Two of the components of this principle--motivation to learn and task persistence--are directly linked, Vaughn said. Both of them are strongly dependent on the third component--task difficulty. For a student to be motivated to learn and stick with a task, the task's level of difficulty must be close enough to the student's performance level to allow the student to acquire information. That's why SIM's learning strategy instruction begins practice with controlled materials designed to allow students to experience success using the strategy. As students gain confidence and skills, instruction builds toward practicing with grade-level materials and finally actual content class materials.

Principle: Procedural facilitators or strategies assist students in developing a plan of action to guide their learning activities.

Procedural facilitators are tools teachers can use to help students learn. In written expression, for example, planning guides serve as procedural facilitators that may prompt students to think about characters, setting, and purpose and to think about what they are going to write before they begin.

"Probably KU has the most examples of ways in which procedural facilitators can serve as guides for learning," Vaughn said. "And they're highly effective for students."

Procedural facilitators have been especially effective in the area of written expression, Vaughn said. Ten years ago, students with learning disabilities wrote little and had very low expectations for their writing. In the intervening years, however, the performance of students with learning disabilities clearly reflects the benefits of instruction in that area.

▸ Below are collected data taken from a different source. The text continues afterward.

//! CSV extraction.
//!
//! The `csv` crate does the quoting/escaping work; this module only maps
//! records into the common [`Table`] form. Cells are kept as strings with
//! no type inference, and a missing field is an empty string, never a
//! null marker. The reader runs in flexible mode so ragged files (rows
//! shorter or longer than the header) extract instead of erroring — the
//! table renderer pads or widens as needed.

use crate::error::FileError;
use crate::output::Section;
use crate::table::Table;
use std::path::Path;
use tracing::debug;

/// Extract the whole file as a single table section titled by the file
/// name.
pub fn extract(path: &Path) -> Result<Vec<Section>, FileError> {
    let mut reader = csv::ReaderBuilder::new()
        .has_headers(true)
        .flexible(true)
        .from_path(path)
        .map_err(|e| FileError::Open {
            path: path.to_path_buf(),
            detail: e.to_string(),
        })?;

    let columns: Vec<String> = reader
        .headers()
        .map_err(|e| FileError::Extract {
            path: path.to_path_buf(),
            detail: format!("reading header: {e}"),
        })?
        .iter()
        .map(String::from)
        .collect();

    let mut rows = Vec::new();
    for record in reader.records() {
        let record = record.map_err(|e| FileError::Extract {
            path: path.to_path_buf(),
            detail: e.to_string(),
        })?;
        rows.push(record.iter().map(String::from).collect::<Vec<String>>());
    }
    debug!("{}: {} data row(s)", path.display(), rows.len());

    // An entirely empty file has no header record either; headers() then
    // yields an empty record and the table renders as the placeholder.
    let table = Table::new(columns, rows);

    let file_name = path
        .file_name()
        .map(|n| n.to_string_lossy().into_owned())
        .unwrap_or_default();
    Ok(vec![Section::new(file_name, table.to_markdown())])
}
//! Configuration types for batch conversion.
//!
//! All conversion behaviour is controlled through [`ConversionConfig`],
//! built via its [`ConversionConfigBuilder`]. Keeping every knob in one
//! struct makes it trivial to share a config across a run, serialise it
//! for logging, and diff two runs to understand why their outputs differ.

use crate::error::Doc2MdError;
use crate::progress::BatchProgressCallback;
use serde::{Deserialize, Serialize};
use std::fmt;
use std::path::Path;
use std::sync::Arc;

/// Default maximum length of a sanitized filename component.
pub const DEFAULT_SLUG_MAX_LEN: usize = 120;

/// The closed set of input kinds doc2md converts.
///
/// Dispatch is a plain enum match — no open extensibility is needed for
/// five formats, and an enum keeps the extension table, the extractor
/// routing, and the CLI `--only` filter in one place.
#[derive(Debug, Clone, Copy, PartialEq, Eq, Hash, Serialize, Deserialize)]
#[serde(rename_all = "snake_case")]
pub enum FileKind {
    /// Excel workbooks (`.xlsx`, `.xls`), read via calamine.
    Spreadsheet,
    /// Comma-separated values (`.csv`).
    Csv,
    /// Plain text (`.txt`), lossily decoded as UTF-8.
    Text,
    /// Word documents (`.docx`), read via docx-rs.
    WordDocument,
    /// PDF text layer (`.pdf`), read via pdf-extract. No OCR.
    Pdf,
}

impl FileKind {
    /// All kinds, in dispatch order.
    pub const ALL: [FileKind; 5] = [
        FileKind::Spreadsheet,
        FileKind::Csv,
        FileKind::Text,
        FileKind::WordDocument,
        FileKind::Pdf,
    ];

    /// Lower-case extensions (without the dot) this kind claims.
    pub fn extensions(self) -> &'static [&'static str] {
        match self {
            FileKind::Spreadsheet => &["xlsx", "xls"],
            FileKind::Csv => &["csv"],
            FileKind::Text => &["txt"],
            FileKind::WordDocument => &["docx"],
            FileKind::Pdf => &["pdf"],
        }
    }

    /// Classify a path by its extension, case-insensitively.
    ///
    /// Returns `None` for unknown extensions and extension-less paths.
    pub fn from_path(path: &Path) -> Option<FileKind> {
        let ext = path.extension()?.to_str()?.to_ascii_lowercase();
        FileKind::ALL
            .into_iter()
            .find(|kind| kind.extensions().contains(&ext.as_str()))
    }

    /// Short lower-case name used in logs and the CLI.
    pub fn name(self) -> &'static str {
        match self {
            FileKind::Spreadsheet => "spreadsheet",
            FileKind::Csv => "csv",
            FileKind::Text => "text",
            FileKind::WordDocument => "word",
            FileKind::Pdf => "pdf",
        }
    }
}

impl fmt::Display for FileKind {
    fn fmt(&self, f: &mut fmt::Formatter<'_>) -> fmt::Result {
        f.write_str(self.name())
    }
}

/// Which input kinds a run converts.
#[derive(Debug, Clone, Default, Serialize, Deserialize)]
pub enum KindFilter {
    /// Convert every supported kind (default).
    #[default]
    All,
    /// Convert only the listed kinds; everything else is skipped during
    /// discovery as if its extension were unsupported.
    Only(Vec<FileKind>),
}

impl KindFilter {
    /// Whether this filter admits the given kind.
    pub fn matches(&self, kind: FileKind) -> bool {
        match self {
            KindFilter::All => true,
            KindFilter::Only(kinds) => kinds.contains(&kind),
        }
    }
}

/// Configuration for a batch conversion.
///
/// Built via [`ConversionConfig::builder()`] or
/// [`ConversionConfig::default()`].
///
/// # Example
/// ```rust
/// use doc2md::{ConversionConfig, FileKind, KindFilter};
///
/// let config = ConversionConfig::builder()
///     .slug_max_len(64)
///     .kinds(KindFilter::Only(vec![FileKind::Csv, FileKind::Text]))
///     .build()
///     .unwrap();
/// ```
#[derive(Clone)]
pub struct ConversionConfig {
    /// Maximum length (in characters) of a sanitized filename component.
    /// Default: 120.
    ///
    /// 120 keeps the deepest output path (`<out>/<stem>/<sheet>.md`) well
    /// under the 255-byte component limit common to Linux, macOS, and
    /// Windows file systems, even for multi-byte slugs.
    pub slug_max_len: usize,

    /// Which input kinds to convert. Default: all five.
    pub kinds: KindFilter,

    /// Optional per-file progress callback. Default: none.
    pub progress_callback: Option<Arc<dyn BatchProgressCallback>>,
}

impl Default for ConversionConfig {
    fn default() -> Self {
        Self {
            slug_max_len: DEFAULT_SLUG_MAX_LEN,
            kinds: KindFilter::All,
            progress_callback: None,
        }
    }
}

impl fmt::Debug for ConversionConfig {
    fn fmt(&self, f: &mut fmt::Formatter<'_>) -> fmt::Result {
        f.debug_struct("ConversionConfig")
            .field("slug_max_len", &self.slug_max_len)
            .field("kinds", &self.kinds)
            .field(
                "progress_callback",
                &self.progress_callback.as_ref().map(|_| "<dyn BatchProgressCallback>"),
            )
            .finish()
    }
}

impl ConversionConfig {
    /// Create a new builder for `ConversionConfig`.
    pub fn builder() -> ConversionConfigBuilder {
        ConversionConfigBuilder {
            config: Self::default(),
        }
    }
}

/// Builder for [`ConversionConfig`].
#[derive(Debug)]
pub struct ConversionConfigBuilder {
    config: ConversionConfig,
}

impl ConversionConfigBuilder {
    pub fn slug_max_len(mut self, len: usize) -> Self {
        self.config.slug_max_len = len;
        self
    }

    pub fn kinds(mut self, filter: KindFilter) -> Self {
        self.config.kinds = filter;
        self
    }

    pub fn progress_callback(mut self, cb: Arc<dyn BatchProgressCallback>) -> Self {
        self.config.progress_callback = Some(cb);
        self
    }

    /// Build the configuration, validating constraints.
    pub fn build(self) -> Result<ConversionConfig, Doc2MdError> {
        let c = &self.config;
        if c.slug_max_len == 0 {
            return Err(Doc2MdError::InvalidConfig(
                "slug_max_len must be ≥ 1".into(),
            ));
        }
        if let KindFilter::Only(kinds) = &c.kinds {
            if kinds.is_empty() {
                return Err(Doc2MdError::InvalidConfig(
                    "kind filter must name at least one kind".into(),
                ));
            }
        }
        Ok(self.config)
    }
}
//! Spreadsheet extraction via calamine.
//!
//! Workbooks are opened with `open_workbook_auto`, so both `.xlsx` and
//! legacy `.xls` are handled by the same code path. Every cell is coerced
//! to its display string — no type inference, dates and floats render the
//! way calamine formats them, and empty cells become empty strings.
//!
//! Sectioning rule: a single-sheet workbook produces one section titled
//! by the original file name; a multi-sheet workbook produces one section
//! per sheet titled by the sheet name. The dispatcher turns the former
//! into `<out>/<stem>.md` and the latter into `<out>/<stem>/<sheet>.md`.

use crate::error::FileError;
use crate::output::Section;
use crate::table::Table;
use calamine::{open_workbook_auto, Data, Range, Reader};
use std::path::Path;
use tracing::debug;

/// Extract one section per sheet (or one for the whole file when the
/// workbook has a single sheet).
pub fn extract(path: &Path) -> Result<Vec<Section>, FileError> {
    let mut workbook = open_workbook_auto(path).map_err(|e| FileError::Open {
        path: path.to_path_buf(),
        detail: e.to_string(),
    })?;

    let sheet_names: Vec<String> = workbook.sheet_names().to_vec();
    debug!(
        "workbook {} has {} sheet(s)",
        path.display(),
        sheet_names.len()
    );

    let mut tables = Vec::with_capacity(sheet_names.len());
    for name in &sheet_names {
        let range = workbook
            .worksheet_range(name)
            .map_err(|e| FileError::Extract {
                path: path.to_path_buf(),
                detail: format!("sheet '{name}': {e}"),
            })?;
        tables.push(range_to_table(&range));
    }

    let file_name = path
        .file_name()
        .map(|n| n.to_string_lossy().into_owned())
        .unwrap_or_default();

    if tables.len() == 1 {
        let table = tables.into_iter().next().unwrap_or_default();
        return Ok(vec![Section::new(file_name, table.to_markdown())]);
    }

    Ok(sheet_names
        .into_iter()
        .zip(tables)
        .map(|(name, table)| Section::new(name, table.to_markdown()))
        .collect())
}

/// Convert a calamine cell range into the common [`Table`] form.
///
/// The first row of the used range supplies the column names, matching
/// spreadsheet-with-header semantics; remaining rows are data. An empty
/// range yields an empty table (rendered as the empty-table placeholder).
fn range_to_table(range: &Range<Data>) -> Table {
    let mut rows = range.rows();
    let Some(header) = rows.next() else {
        return Table::default();
    };

    let columns: Vec<String> = header.iter().map(cell_to_string).collect();
    let data: Vec<Vec<String>> = rows
        .map(|row| row.iter().map(cell_to_string).collect())
        .collect();

    Table::new(columns, data)
}

fn cell_to_string(cell: &Data) -> String {
    match cell {
        Data::Empty => String::new(),
        other => other.to_string(),
    }
}
//! Word-document extraction via docx-rs.
//!
//! Only top-level paragraph text is extracted, in document order; table
//! contents, headers/footers, and formatting are out of scope. Runs are
//! concatenated per paragraph (hyperlink runs included, since their text
//! is part of the sentence), each paragraph is trimmed of trailing
//! whitespace, and paragraphs are joined with a blank line. A document
//! with no non-empty paragraph text yields a placeholder body so the
//! output file is never an empty shell.

use crate::error::FileError;
use crate::output::Section;
use std::path::Path;
use tracing::debug;

/// Placeholder body for a document without any paragraph text.
pub const EMPTY_DOCUMENT_PLACEHOLDER: &str = "_(Empty document)_";

/// Extract paragraph text as one section titled by the file name.
pub fn extract(path: &Path) -> Result<Vec<Section>, FileError> {
    let bytes = std::fs::read(path).map_err(|e| FileError::Open {
        path: path.to_path_buf(),
        detail: e.to_string(),
    })?;
    let doc = docx_rs::read_docx(&bytes).map_err(|e| FileError::Open {
        path: path.to_path_buf(),
        detail: e.to_string(),
    })?;

    let paragraphs: Vec<String> = doc
        .document
        .children
        .iter()
        .filter_map(|child| match child {
            docx_rs::DocumentChild::Paragraph(p) => Some(paragraph_text(p)),
            _ => None,
        })
        .collect();
    debug!("{}: {} paragraph(s)", path.display(), paragraphs.len());

    let body = join_paragraphs(&paragraphs);

    let file_name = path
        .file_name()
        .map(|n| n.to_string_lossy().into_owned())
        .unwrap_or_default();
    Ok(vec![Section::new(file_name, body)])
}

/// Join paragraph texts with blank lines; placeholder when nothing
/// non-empty remains.
fn join_paragraphs(paragraphs: &[String]) -> String {
    let joined = paragraphs
        .iter()
        .map(|p| p.trim_end())
        .collect::<Vec<_>>()
        .join("\n\n");
    let trimmed = joined.trim();
    if trimmed.is_empty() {
        EMPTY_DOCUMENT_PLACEHOLDER.to_string()
    } else {
        trimmed.to_string()
    }
}

/// Concatenate the text of all runs in a paragraph, including runs
/// nested inside hyperlinks and inserted revisions.
fn paragraph_text(paragraph: &docx_rs::Paragraph) -> String {
    let mut text = String::new();
    for child in &paragraph.children {
        match child {
            docx_rs::ParagraphChild::Run(run) => push_run_text(run, &mut text),
            docx_rs::ParagraphChild::Hyperlink(link) => {
                for nested in &link.children {
                    if let docx_rs::ParagraphChild::Run(run) = nested {
                        push_run_text(run, &mut text);
                    }
                }
            }
            docx_rs::ParagraphChild::Insert(ins) => {
                for nested in &ins.children {
                    if let docx_rs::InsertChild::Run(run) = nested {
                        push_run_text(run, &mut text);
                    }
                }
            }
            _ => {}
        }
    }
    text
}

fn push_run_text(run: &docx_rs::Run, out: &mut String) {
    for child in &run.children {
        match child {
            docx_rs::RunChild::Text(t) => out.push_str(&t.text),
            docx_rs::RunChild::Tab(_) => out.push('\t'),
            docx_rs::RunChild::Break(_) => out.push('\n'),
            _ => {}
        }
    }
}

"In the field of learning disabilities within the last 10 years, there's little question in my mind that the greatest progress has been made in the area of written expression," Vaughn said. "One of the things we learned is that when students were able to write, there were unexpected findings about what they knew, what they could do, and how they could do it. It was a nice window into how they thought and their capabilities. It was a place in which they often could shine."

Principle: Self-concept improves through different intervention types at different age levels.

Many educators in the United States today reject ideas, practices, and programs out of fear that these will somehow damage students' self-esteem, Vaughn said. Instead of letting this fear drive instructional decisions or attempting to improve students' self-esteem through contrived circumstances, educators need a better understanding of the factors that truly influence self-esteem.

"Self-concept is improved in one and only one fundamental way," she said. "It is through genuine success."

Students' self-esteem goes up, she said, when they see that they are indeed performing better through an objective, documented measure such as progress monitoring or portfolio assessment. This success does not even need to be comparable to other children; it must only be better than their own previous performance.